== AVAILABLE DATA ==
****************************************

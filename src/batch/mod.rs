//! # Batch Processing
//!
//! Discovers matching videos under a folder and transforms each one as an
//! independent job on a worker pool.

pub mod discovery;
pub mod dispatcher;

pub use discovery::{basename_collisions, discover_videos, matches_extension, output_path_for};
pub use dispatcher::{BatchDispatcher, BatchReport, Job, JobOutcome};
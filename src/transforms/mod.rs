//! # Frame Transforms
//!
//! Pure frame-to-frame transforms and the pipeline that chains them.
//!
//! ## Built-in Transforms
//!
//! - **Rotation**: rotate about the centre onto an enlarged canvas, black corners
//! - **Brightness**: scale every sample, saturating at 255
//! - **Flip**: mirror horizontally, vertically or both
//! - **Gaussian noise**: independent zero-mean noise per sample
//! - **Color shift**: signed offset per channel, saturating
//!
//! ## Usage
//!
//! ```rust
//! use std::sync::Arc;
//! use video_transformer::transforms::{TransformConfig, TransformPipeline};
//! use video_transformer::video::Frame;
//!
//! let config = TransformConfig { angle: 90.0, ..Default::default() };
//! let pipeline = TransformPipeline::new(Arc::new(config));
//!
//! let rotated = pipeline.apply(&Frame::new_black(64, 48));
//! assert_eq!(rotated.dimensions(), (48, 64));
//! ```

pub mod pipeline;
pub mod traits;

// Transform implementations
pub mod brightness;
pub mod color_shift;
pub mod flip;
pub mod noise;
pub mod rotate;

// Re-exports for convenience
pub use pipeline::TransformPipeline;
pub use traits::{Transform, TransformConfig};

pub use brightness::Brightness;
pub use color_shift::ColorShift;
pub use flip::FlipMode;
pub use noise::GaussianNoise;
pub use rotate::Rotation;
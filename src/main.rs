use std::path::{Path, PathBuf};
use std::process::ExitCode;
use std::sync::Arc;
use std::time::Instant;

use anyhow::{Context, Result};
use clap::{ArgGroup, Parser};
use tracing::{debug, error, info};
use tracing_subscriber::EnvFilter;

use video_transformer::{
    batch::BatchDispatcher,
    config::Config,
    error::{TransformerError, VideoError, EXIT_PROCESSING, EXIT_USAGE},
    transforms::{ColorShift, FlipMode, TransformConfig},
    video::{Codec, FfmpegBackend, VideoBackend, VideoProcessor},
};

#[derive(Parser)]
#[command(
    name = "video-transformer",
    version,
    about = "Apply frame transformations to a video or a folder of videos",
    long_about = "Rotates, brightens, mirrors, adds Gaussian noise to and shifts the color channels of every frame. \
                  Folder mode transforms every matching file in parallel."
)]
#[command(group(ArgGroup::new("source").required(true).args(["input", "folder"])))]
struct Cli {
    /// Input video file
    #[arg(long)]
    input: Option<PathBuf>,

    /// Folder of input videos, searched recursively
    #[arg(long)]
    folder: Option<PathBuf>,

    /// Output video file, or output folder with --folder
    output: PathBuf,

    /// Rotation angle in degrees, counter-clockwise
    #[arg(long, allow_negative_numbers = true)]
    angle: Option<f64>,

    /// Brightness factor (1.0 = unchanged)
    #[arg(long)]
    brightness: Option<f64>,

    /// Flip code: 1 = horizontal, 0 = vertical, -1 = both
    #[arg(long, allow_negative_numbers = true, value_parser = clap::value_parser!(i32).range(-1..=1))]
    flip: Option<i32>,

    /// Standard deviation of additive Gaussian noise
    #[arg(long)]
    gaussian: Option<f64>,

    /// Per-channel offsets in blue, green, red order
    #[arg(
        long,
        alias = "color_shift",
        num_args = 3,
        value_names = ["B", "G", "R"],
        allow_negative_numbers = true
    )]
    color_shift: Option<Vec<i32>>,

    /// Output four-character codec code
    #[arg(long)]
    codec: Option<Codec>,

    /// File extension matched in folder mode
    #[arg(long)]
    extension: Option<String>,

    /// Number of videos processed at once in folder mode
    #[arg(long)]
    workers: Option<usize>,

    /// Mirror input sub-folders under the output folder
    #[arg(long)]
    preserve_structure: bool,

    /// Configuration file (optional)
    #[arg(short, long)]
    config: Option<PathBuf>,

    /// Enable verbose logging
    #[arg(short, long)]
    verbose: bool,
}

impl Cli {
    /// Layer command line values over the loaded configuration
    fn apply_to(&self, config: &mut Config) {
        let transform = &mut config.transform;
        if let Some(angle) = self.angle {
            transform.angle = angle;
        }
        if let Some(brightness) = self.brightness {
            transform.brightness = brightness;
        }
        if let Some(mode) = self.flip.and_then(FlipMode::from_code) {
            transform.flip = mode;
        }
        if let Some(std_dev) = self.gaussian {
            transform.noise_std = std_dev;
        }
        if let Some([blue, green, red]) = self.color_shift.as_deref() {
            transform.color_shift = ColorShift::new(*blue, *green, *red);
        }

        if let Some(codec) = &self.codec {
            config.video.codec = codec.clone();
        }
        if let Some(extension) = &self.extension {
            config.video.extension = extension.clone();
        }
        if let Some(workers) = self.workers {
            config.batch.workers = workers;
        }
        if self.preserve_structure {
            config.batch.preserve_structure = true;
        }
    }
}

/// Exit status for a command line clap rejected
///
/// `--help` and `--version` also arrive as errors and exit cleanly.
fn parse_exit_code(err: &clap::Error) -> u8 {
    if err.use_stderr() {
        EXIT_USAGE
    } else {
        0
    }
}

fn main() -> ExitCode {
    let cli = match Cli::try_parse() {
        Ok(cli) => cli,
        Err(e) => {
            let _ = e.print();
            return ExitCode::from(parse_exit_code(&e));
        }
    };

    // Initialize logging
    let default_level = if cli.verbose { "debug" } else { "info" };
    let filter = EnvFilter::try_from_default_env().unwrap_or_else(|_| EnvFilter::new(default_level));
    tracing_subscriber::fmt()
        .with_env_filter(filter)
        .with_target(false)
        .init();

    debug!("Starting video-transformer v{}", env!("CARGO_PKG_VERSION"));

    let started = Instant::now();
    let status = match run(&cli) {
        Ok(()) => 0,
        Err(e) => match e.downcast_ref::<TransformerError>() {
            Some(inner) if e.chain().count() > 1 => {
                error!("{}: {}", e, inner.user_message());
                inner.exit_code()
            }
            Some(inner) => {
                error!("{}", inner.user_message());
                inner.exit_code()
            }
            None => {
                error!("{:#}", e);
                EXIT_PROCESSING
            }
        },
    };

    info!("Total processing time: {:.2} seconds", started.elapsed().as_secs_f64());
    ExitCode::from(status)
}

fn run(cli: &Cli) -> Result<()> {
    // Load configuration
    let mut config = match &cli.config {
        Some(config_path) => {
            info!("Loading configuration from {:?}", config_path);
            Config::from_file(config_path)
                .with_context(|| format!("Cannot use configuration {}", config_path.display()))?
        }
        None => Config::default(),
    };
    cli.apply_to(&mut config);
    config.validate()?;

    let backend = FfmpegBackend::new();
    if !backend.is_available() {
        return Err(TransformerError::from(VideoError::BackendUnavailable {
            reason: "ffmpeg or ffprobe could not be started".to_string(),
        })
        .into());
    }
    let backend: Arc<dyn VideoBackend> = Arc::new(backend);
    let transform = Arc::new(config.transform.clone());

    // clap guarantees exactly one of the two
    if let Some(folder) = &cli.folder {
        run_folder(backend, transform, &config, folder, &cli.output)?;
    } else if let Some(input) = &cli.input {
        let processor = VideoProcessor::new(backend, transform, config.process_options());
        debug!("Pipeline: {}", processor.pipeline().describe());
        processor.process_file(input, &cli.output)?;
    }

    Ok(())
}

fn run_folder(
    backend: Arc<dyn VideoBackend>,
    transform: Arc<TransformConfig>,
    config: &Config,
    folder: &Path,
    output: &Path,
) -> Result<()> {
    let dispatcher = BatchDispatcher::new(
        backend,
        transform,
        config.process_options(),
        config.batch.clone(),
        config.video.extension(),
    );

    let report = dispatcher
        .run(folder, output)
        .with_context(|| format!("Failed to process folder {}", folder.display()))?;
    report.log_summary();
    report.into_result()?;
    Ok(())
}

#[cfg(test)]
mod tests {
    use super::*;
    use clap::error::ErrorKind;

    fn parse(args: &[&str]) -> std::result::Result<Cli, clap::Error> {
        Cli::try_parse_from(std::iter::once("video-transformer").chain(args.iter().copied()))
    }

    fn assert_usage_error(args: &[&str], kind: ErrorKind) {
        let err = match parse(args) {
            Err(err) => err,
            Ok(_) => panic!("{:?} should be rejected", args),
        };
        assert_eq!(err.kind(), kind, "{:?}", args);
        assert!(err.use_stderr());
        assert_eq!(parse_exit_code(&err), EXIT_USAGE);
    }

    #[test]
    fn test_source_is_required() {
        assert_usage_error(&["out.avi"], ErrorKind::MissingRequiredArgument);
    }

    #[test]
    fn test_input_and_folder_conflict() {
        assert_usage_error(
            &["--input", "a.avi", "--folder", "videos", "out"],
            ErrorKind::ArgumentConflict,
        );
    }

    #[test]
    fn test_output_is_required() {
        assert_usage_error(&["--input", "a.avi"], ErrorKind::MissingRequiredArgument);
    }

    #[test]
    fn test_flip_code_out_of_range() {
        assert_usage_error(
            &["--input", "a.avi", "--flip", "2", "out.avi"],
            ErrorKind::ValueValidation,
        );
    }

    #[test]
    fn test_help_exits_cleanly() {
        let err = match parse(&["--help"]) {
            Err(err) => err,
            Ok(_) => panic!("--help should short-circuit"),
        };
        assert_eq!(parse_exit_code(&err), 0);
    }

    #[test]
    fn test_negative_values_parse() {
        let cli = parse(&[
            "--input", "a.avi",
            "--angle", "-45",
            "--flip", "-1",
            "--color-shift", "-5", "0", "5",
            "out.avi",
        ])
        .unwrap();

        assert_eq!(cli.angle, Some(-45.0));
        assert_eq!(cli.flip, Some(-1));
        assert_eq!(cli.color_shift, Some(vec![-5, 0, 5]));
        assert_eq!(cli.output, PathBuf::from("out.avi"));
    }

    #[test]
    fn test_underscore_color_shift_alias() {
        let cli = parse(&["--folder", "videos", "--color_shift", "1", "2", "3", "out"]).unwrap();
        assert_eq!(cli.color_shift, Some(vec![1, 2, 3]));
        assert_eq!(cli.folder, Some(PathBuf::from("videos")));
    }

    fn file_config() -> Config {
        let mut config = Config::default();
        config.transform = TransformConfig {
            angle: 30.0,
            brightness: 1.5,
            flip: FlipMode::Vertical,
            noise_std: 2.0,
            color_shift: ColorShift::new(1, 2, 3),
        };
        config.video.codec = "MJPG".parse().unwrap();
        config.batch.workers = 3;
        config.batch.preserve_structure = true;
        config
    }

    #[test]
    fn test_absent_flags_keep_config_values() {
        let cli = parse(&["--input", "a.avi", "--angle", "-45", "--workers", "5", "out.avi"]).unwrap();
        let mut config = file_config();
        cli.apply_to(&mut config);

        assert_eq!(config.transform.angle, -45.0);
        assert_eq!(config.batch.workers, 5);

        assert_eq!(config.transform.brightness, 1.5);
        assert_eq!(config.transform.flip, FlipMode::Vertical);
        assert_eq!(config.transform.noise_std, 2.0);
        assert_eq!(config.transform.color_shift, ColorShift::new(1, 2, 3));
        assert_eq!(config.video.codec.fourcc(), "MJPG");
        assert!(config.batch.preserve_structure);
    }

    #[test]
    fn test_given_flags_replace_config_values() {
        let cli = parse(&[
            "--folder", "videos",
            "--brightness", "0.8",
            "--flip", "1",
            "--gaussian", "4",
            "--color-shift", "9", "8", "7",
            "--codec", "h264",
            "--extension", ".mp4",
            "out",
        ])
        .unwrap();
        let mut config = file_config();
        cli.apply_to(&mut config);

        assert_eq!(config.transform.angle, 30.0);
        assert_eq!(config.transform.brightness, 0.8);
        assert_eq!(config.transform.flip, FlipMode::Horizontal);
        assert_eq!(config.transform.noise_std, 4.0);
        assert_eq!(config.transform.color_shift, ColorShift::new(9, 8, 7));
        assert_eq!(config.video.codec.fourcc(), "H264");
        assert_eq!(config.video.extension(), "mp4");
        assert_eq!(config.batch.workers, 3);
        assert!(config.validate().is_ok());
    }
}
use std::path::Path;
use serde::{Deserialize, Serialize};

use crate::{
    error::{ConfigError, Result},
    transforms::TransformConfig,
    video::{Codec, ProcessOptions},
};

/// Main configuration for the video transformer
#[derive(Debug, Clone, Default, PartialEq, Serialize, Deserialize)]
#[serde(default)]
pub struct Config {
    /// Per-frame transform parameters
    pub transform: TransformConfig,

    /// Output encoding settings
    pub video: VideoConfig,

    /// Folder mode settings
    pub batch: BatchConfig,
}

impl Config {
    /// Load configuration from a TOML file
    pub fn from_file<P: AsRef<Path>>(path: P) -> Result<Self> {
        let path = path.as_ref();
        let content = std::fs::read_to_string(path)
            .map_err(|_| ConfigError::FileNotFound { path: path.display().to_string() })?;

        let config: Config = toml::from_str(&content)
            .map_err(|e| ConfigError::ParseFailed {
                path: path.display().to_string(),
                reason: e.to_string(),
            })?;
        Ok(config)
    }

    /// Save configuration to a TOML file
    pub fn save_to_file<P: AsRef<Path>>(&self, path: P) -> Result<()> {
        let content = toml::to_string_pretty(self)
            .map_err(|e| ConfigError::InvalidValue {
                key: "config".to_string(),
                value: e.to_string()
            })?;

        std::fs::write(path, content)?;
        Ok(())
    }

    /// Validate the configuration
    pub fn validate(&self) -> Result<()> {
        self.transform.validate()?;
        self.video.validate()?;
        self.batch.validate()?;
        Ok(())
    }

    /// Encoding options handed to each processor
    pub fn process_options(&self) -> ProcessOptions {
        ProcessOptions {
            codec: self.video.codec.clone(),
            progress_interval: self.video.progress_interval,
        }
    }
}

/// Output encoding configuration
#[derive(Debug, Clone, PartialEq, Serialize, Deserialize)]
#[serde(default)]
pub struct VideoConfig {
    /// Four-character code of the output codec
    pub codec: Codec,

    /// File suffix matched in folder mode
    pub extension: String,

    /// Frames between progress lines
    pub progress_interval: u64,
}

impl Default for VideoConfig {
    fn default() -> Self {
        Self {
            codec: Codec::default(),
            extension: "avi".to_string(),
            progress_interval: 10,
        }
    }
}

impl VideoConfig {
    /// The configured suffix without any leading dot
    pub fn extension(&self) -> &str {
        self.extension.trim_start_matches('.')
    }

    fn validate(&self) -> Result<()> {
        if self.extension().is_empty() {
            return Err(ConfigError::InvalidValue {
                key: "video.extension".to_string(),
                value: self.extension.clone()
            }.into());
        }

        if self.progress_interval == 0 {
            return Err(ConfigError::InvalidValue {
                key: "video.progress_interval".to_string(),
                value: self.progress_interval.to_string()
            }.into());
        }

        Ok(())
    }
}

/// Folder mode configuration
#[derive(Debug, Clone, PartialEq, Serialize, Deserialize)]
#[serde(default)]
pub struct BatchConfig {
    /// Number of videos processed at once
    pub workers: usize,

    /// Mirror input sub-folders under the output folder instead of
    /// flattening every file into it
    pub preserve_structure: bool,
}

impl Default for BatchConfig {
    fn default() -> Self {
        Self {
            workers: num_cpus::get(),
            preserve_structure: false,
        }
    }
}

impl BatchConfig {
    fn validate(&self) -> Result<()> {
        if self.workers == 0 {
            return Err(ConfigError::InvalidValue {
                key: "batch.workers".to_string(),
                value: self.workers.to_string()
            }.into());
        }

        Ok(())
    }
}
// Writes a synthetic clip for trying the transformer without real footage

use std::path::PathBuf;

use anyhow::{Context, Result};
use clap::Parser;
use tracing::info;

use video_transformer::video::{
    pattern::test_pattern, Codec, FfmpegBackend, FrameRate, OutputSpec, VideoBackend,
};

#[derive(Parser)]
#[command(name = "make_test_clip", about = "Generate a synthetic test video")]
struct Args {
    /// Output video file
    output: PathBuf,

    #[arg(long, default_value_t = 320)]
    width: u32,

    #[arg(long, default_value_t = 240)]
    height: u32,

    /// Number of frames to write
    #[arg(long, default_value_t = 60)]
    frames: usize,

    /// Frame rate, as a decimal or a ratio such as 30000/1001
    #[arg(long, default_value = "30")]
    fps: FrameRate,

    #[arg(long, default_value = "XVID")]
    codec: Codec,
}

fn main() -> Result<()> {
    let args = Args::parse();
    tracing_subscriber::fmt().with_target(false).init();

    let backend = FfmpegBackend::new();
    let spec = OutputSpec {
        width: args.width,
        height: args.height,
        frame_rate: args.fps,
        codec: args.codec.clone(),
    };

    let mut sink = backend
        .open_sink(&args.output, &spec)
        .with_context(|| format!("Cannot open {}", args.output.display()))?;
    for index in 0..args.frames {
        sink.write_frame(&test_pattern(args.width, args.height, index, args.frames))?;
    }
    sink.finish()?;

    info!(
        "Wrote {} frames of {}x{} at {} fps ({}) to {}",
        args.frames,
        args.width,
        args.height,
        args.fps,
        args.codec,
        args.output.display()
    );
    Ok(())
}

****************************************

== TASK BRIEF ==
Which lines in the records contain the word "matching"? Copy each one.

== EXPECTED OUTPUT ==
//! Discovers matching videos under a folder and transforms each one as an
                  Folder mode transforms every matching file in parallel."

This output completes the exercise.